* [Data section]
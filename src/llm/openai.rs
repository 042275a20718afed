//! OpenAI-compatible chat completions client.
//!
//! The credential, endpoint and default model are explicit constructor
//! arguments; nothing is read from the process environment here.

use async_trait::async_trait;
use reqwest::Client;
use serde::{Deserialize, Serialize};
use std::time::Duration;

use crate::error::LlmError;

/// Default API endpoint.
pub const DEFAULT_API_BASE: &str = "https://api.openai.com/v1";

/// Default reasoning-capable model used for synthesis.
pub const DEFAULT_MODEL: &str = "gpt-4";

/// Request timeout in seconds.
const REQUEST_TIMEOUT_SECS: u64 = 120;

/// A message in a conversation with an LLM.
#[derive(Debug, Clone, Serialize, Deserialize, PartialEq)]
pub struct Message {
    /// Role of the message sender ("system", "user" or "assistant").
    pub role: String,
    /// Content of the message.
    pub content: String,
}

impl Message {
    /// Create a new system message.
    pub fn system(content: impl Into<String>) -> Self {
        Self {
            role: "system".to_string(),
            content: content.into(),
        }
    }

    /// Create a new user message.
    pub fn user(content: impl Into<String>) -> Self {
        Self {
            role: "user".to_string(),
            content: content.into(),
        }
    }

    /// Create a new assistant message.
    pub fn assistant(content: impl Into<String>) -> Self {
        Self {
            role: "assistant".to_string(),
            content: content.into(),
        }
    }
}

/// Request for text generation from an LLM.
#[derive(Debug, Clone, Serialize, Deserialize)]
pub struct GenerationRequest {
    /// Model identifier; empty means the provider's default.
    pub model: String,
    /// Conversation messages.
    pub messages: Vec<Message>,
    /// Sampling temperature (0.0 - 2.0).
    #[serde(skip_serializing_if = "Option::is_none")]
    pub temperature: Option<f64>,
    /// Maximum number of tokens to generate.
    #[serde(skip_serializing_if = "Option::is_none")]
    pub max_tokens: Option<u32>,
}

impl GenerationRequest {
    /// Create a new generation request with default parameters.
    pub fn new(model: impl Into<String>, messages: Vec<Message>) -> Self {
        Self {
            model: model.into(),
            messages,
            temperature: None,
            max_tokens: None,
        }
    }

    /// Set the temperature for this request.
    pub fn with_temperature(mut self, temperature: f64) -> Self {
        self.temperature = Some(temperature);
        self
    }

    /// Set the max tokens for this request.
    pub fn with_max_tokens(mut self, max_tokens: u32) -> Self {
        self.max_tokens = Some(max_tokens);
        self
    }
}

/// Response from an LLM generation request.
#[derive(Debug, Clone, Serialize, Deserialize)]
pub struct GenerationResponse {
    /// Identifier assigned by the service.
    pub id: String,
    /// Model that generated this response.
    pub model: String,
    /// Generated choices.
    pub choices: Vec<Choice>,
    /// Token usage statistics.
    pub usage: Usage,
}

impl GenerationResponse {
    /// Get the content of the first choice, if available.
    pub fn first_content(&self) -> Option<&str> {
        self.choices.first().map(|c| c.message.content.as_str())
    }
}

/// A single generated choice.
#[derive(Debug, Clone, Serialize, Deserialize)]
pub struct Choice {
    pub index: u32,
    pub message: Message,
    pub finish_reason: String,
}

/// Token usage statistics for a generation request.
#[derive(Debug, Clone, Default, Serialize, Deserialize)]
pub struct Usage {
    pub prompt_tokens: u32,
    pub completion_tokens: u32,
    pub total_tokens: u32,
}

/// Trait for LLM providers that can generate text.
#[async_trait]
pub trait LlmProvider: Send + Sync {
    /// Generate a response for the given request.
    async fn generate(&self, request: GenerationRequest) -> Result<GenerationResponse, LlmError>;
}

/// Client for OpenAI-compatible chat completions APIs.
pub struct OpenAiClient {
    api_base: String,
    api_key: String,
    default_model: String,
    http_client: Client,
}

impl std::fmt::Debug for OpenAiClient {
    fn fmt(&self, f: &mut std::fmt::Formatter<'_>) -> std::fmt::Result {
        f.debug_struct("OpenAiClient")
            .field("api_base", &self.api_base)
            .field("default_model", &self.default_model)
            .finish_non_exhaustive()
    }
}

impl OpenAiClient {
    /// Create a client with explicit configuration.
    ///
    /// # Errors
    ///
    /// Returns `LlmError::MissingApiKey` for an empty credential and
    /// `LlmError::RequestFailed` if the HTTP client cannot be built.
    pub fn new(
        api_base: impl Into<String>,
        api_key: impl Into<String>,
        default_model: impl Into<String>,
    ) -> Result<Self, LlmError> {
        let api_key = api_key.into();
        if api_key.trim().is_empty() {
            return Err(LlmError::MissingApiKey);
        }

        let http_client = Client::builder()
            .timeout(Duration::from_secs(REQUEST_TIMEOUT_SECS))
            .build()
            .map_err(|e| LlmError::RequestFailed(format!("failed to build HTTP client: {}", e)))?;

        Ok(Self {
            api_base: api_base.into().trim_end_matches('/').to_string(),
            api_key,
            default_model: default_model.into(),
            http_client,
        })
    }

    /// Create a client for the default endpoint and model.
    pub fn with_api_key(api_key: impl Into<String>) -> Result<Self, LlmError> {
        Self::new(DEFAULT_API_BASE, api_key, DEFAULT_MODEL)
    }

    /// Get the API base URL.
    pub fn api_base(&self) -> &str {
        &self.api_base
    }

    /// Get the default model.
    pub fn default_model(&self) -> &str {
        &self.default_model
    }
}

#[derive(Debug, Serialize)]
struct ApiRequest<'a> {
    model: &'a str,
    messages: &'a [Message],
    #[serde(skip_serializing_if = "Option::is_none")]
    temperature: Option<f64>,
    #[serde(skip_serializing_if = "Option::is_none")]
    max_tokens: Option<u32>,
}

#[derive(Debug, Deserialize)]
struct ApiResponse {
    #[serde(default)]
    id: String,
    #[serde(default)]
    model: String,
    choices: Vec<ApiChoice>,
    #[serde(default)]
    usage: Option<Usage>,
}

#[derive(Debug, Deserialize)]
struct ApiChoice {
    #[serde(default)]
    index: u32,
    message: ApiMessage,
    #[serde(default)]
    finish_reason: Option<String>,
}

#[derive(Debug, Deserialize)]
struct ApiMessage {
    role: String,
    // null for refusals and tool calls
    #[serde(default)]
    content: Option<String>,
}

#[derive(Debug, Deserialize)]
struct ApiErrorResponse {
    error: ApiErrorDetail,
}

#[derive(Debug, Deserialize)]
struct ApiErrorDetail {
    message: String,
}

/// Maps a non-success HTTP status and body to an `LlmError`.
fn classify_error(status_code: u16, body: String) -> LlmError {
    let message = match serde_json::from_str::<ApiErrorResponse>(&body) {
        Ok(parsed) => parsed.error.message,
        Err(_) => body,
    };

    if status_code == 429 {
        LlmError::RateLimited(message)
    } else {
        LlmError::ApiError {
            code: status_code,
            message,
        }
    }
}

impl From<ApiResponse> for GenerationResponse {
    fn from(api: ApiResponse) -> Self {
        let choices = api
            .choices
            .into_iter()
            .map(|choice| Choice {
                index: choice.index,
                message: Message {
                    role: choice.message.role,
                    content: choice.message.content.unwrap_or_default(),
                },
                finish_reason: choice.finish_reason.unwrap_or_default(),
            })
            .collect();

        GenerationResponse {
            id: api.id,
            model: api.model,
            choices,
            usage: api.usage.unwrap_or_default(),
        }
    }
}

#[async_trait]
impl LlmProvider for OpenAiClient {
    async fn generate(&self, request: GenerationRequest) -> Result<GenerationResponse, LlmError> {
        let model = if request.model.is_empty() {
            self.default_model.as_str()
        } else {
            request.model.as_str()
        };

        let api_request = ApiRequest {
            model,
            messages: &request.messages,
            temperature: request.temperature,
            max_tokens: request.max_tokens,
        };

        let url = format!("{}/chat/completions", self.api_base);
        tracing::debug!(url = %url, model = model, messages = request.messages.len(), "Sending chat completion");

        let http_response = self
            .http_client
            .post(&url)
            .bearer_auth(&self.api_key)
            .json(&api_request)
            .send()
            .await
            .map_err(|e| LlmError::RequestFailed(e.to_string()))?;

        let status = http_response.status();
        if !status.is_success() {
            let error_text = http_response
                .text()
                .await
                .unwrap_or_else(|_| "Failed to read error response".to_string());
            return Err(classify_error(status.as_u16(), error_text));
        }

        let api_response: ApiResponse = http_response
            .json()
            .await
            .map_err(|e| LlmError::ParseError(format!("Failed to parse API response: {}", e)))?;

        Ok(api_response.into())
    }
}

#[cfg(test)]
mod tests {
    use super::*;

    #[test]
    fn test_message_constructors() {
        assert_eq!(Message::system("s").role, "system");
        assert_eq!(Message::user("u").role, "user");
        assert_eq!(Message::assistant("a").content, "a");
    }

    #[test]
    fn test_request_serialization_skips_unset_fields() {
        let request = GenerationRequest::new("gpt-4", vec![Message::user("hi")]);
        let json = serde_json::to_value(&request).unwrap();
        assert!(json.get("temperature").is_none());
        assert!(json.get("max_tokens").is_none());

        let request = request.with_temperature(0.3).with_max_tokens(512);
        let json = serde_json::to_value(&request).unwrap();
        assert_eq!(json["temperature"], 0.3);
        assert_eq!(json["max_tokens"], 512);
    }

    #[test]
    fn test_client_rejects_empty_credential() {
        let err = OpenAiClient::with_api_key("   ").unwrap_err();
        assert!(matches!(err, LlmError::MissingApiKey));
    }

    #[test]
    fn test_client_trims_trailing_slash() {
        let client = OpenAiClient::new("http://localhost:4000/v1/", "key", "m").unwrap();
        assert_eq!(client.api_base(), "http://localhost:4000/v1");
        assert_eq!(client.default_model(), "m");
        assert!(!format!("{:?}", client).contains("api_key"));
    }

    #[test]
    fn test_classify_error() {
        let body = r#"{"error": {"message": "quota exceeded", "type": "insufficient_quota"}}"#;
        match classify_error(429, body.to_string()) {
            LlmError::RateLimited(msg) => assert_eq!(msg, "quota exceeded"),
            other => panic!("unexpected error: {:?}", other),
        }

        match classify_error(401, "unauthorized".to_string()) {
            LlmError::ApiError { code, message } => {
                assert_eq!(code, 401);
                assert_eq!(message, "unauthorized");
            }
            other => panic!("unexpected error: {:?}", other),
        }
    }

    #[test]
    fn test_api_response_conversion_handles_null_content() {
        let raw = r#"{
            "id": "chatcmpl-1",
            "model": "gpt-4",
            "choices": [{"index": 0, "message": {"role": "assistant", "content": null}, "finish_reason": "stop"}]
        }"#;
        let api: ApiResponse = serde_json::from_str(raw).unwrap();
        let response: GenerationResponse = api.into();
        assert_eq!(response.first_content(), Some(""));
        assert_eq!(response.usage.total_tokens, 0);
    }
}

---

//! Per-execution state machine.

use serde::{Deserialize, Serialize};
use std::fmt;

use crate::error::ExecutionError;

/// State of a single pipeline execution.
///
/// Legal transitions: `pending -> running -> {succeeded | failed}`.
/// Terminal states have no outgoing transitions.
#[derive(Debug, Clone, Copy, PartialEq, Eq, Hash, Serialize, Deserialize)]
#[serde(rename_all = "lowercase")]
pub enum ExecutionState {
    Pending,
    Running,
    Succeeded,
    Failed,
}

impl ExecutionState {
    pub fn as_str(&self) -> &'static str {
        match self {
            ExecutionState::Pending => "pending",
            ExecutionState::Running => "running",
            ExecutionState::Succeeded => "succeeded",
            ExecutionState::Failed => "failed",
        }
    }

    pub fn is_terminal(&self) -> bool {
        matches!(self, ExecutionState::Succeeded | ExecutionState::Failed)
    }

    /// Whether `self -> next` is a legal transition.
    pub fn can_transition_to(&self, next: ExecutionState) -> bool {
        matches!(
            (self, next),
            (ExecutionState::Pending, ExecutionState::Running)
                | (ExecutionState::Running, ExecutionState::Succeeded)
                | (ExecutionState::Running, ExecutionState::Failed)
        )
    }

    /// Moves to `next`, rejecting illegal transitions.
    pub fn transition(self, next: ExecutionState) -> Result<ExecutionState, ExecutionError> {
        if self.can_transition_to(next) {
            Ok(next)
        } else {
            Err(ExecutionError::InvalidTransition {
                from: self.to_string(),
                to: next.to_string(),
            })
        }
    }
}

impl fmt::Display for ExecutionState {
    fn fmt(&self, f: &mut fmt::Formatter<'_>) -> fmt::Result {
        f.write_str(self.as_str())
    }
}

* [What you should do] Search the listing for "compatible" and show every line where it occurs.

* [Response box]
//! OpenAI-compatible chat completions client.
/// Client for OpenAI-compatible chat completions APIs.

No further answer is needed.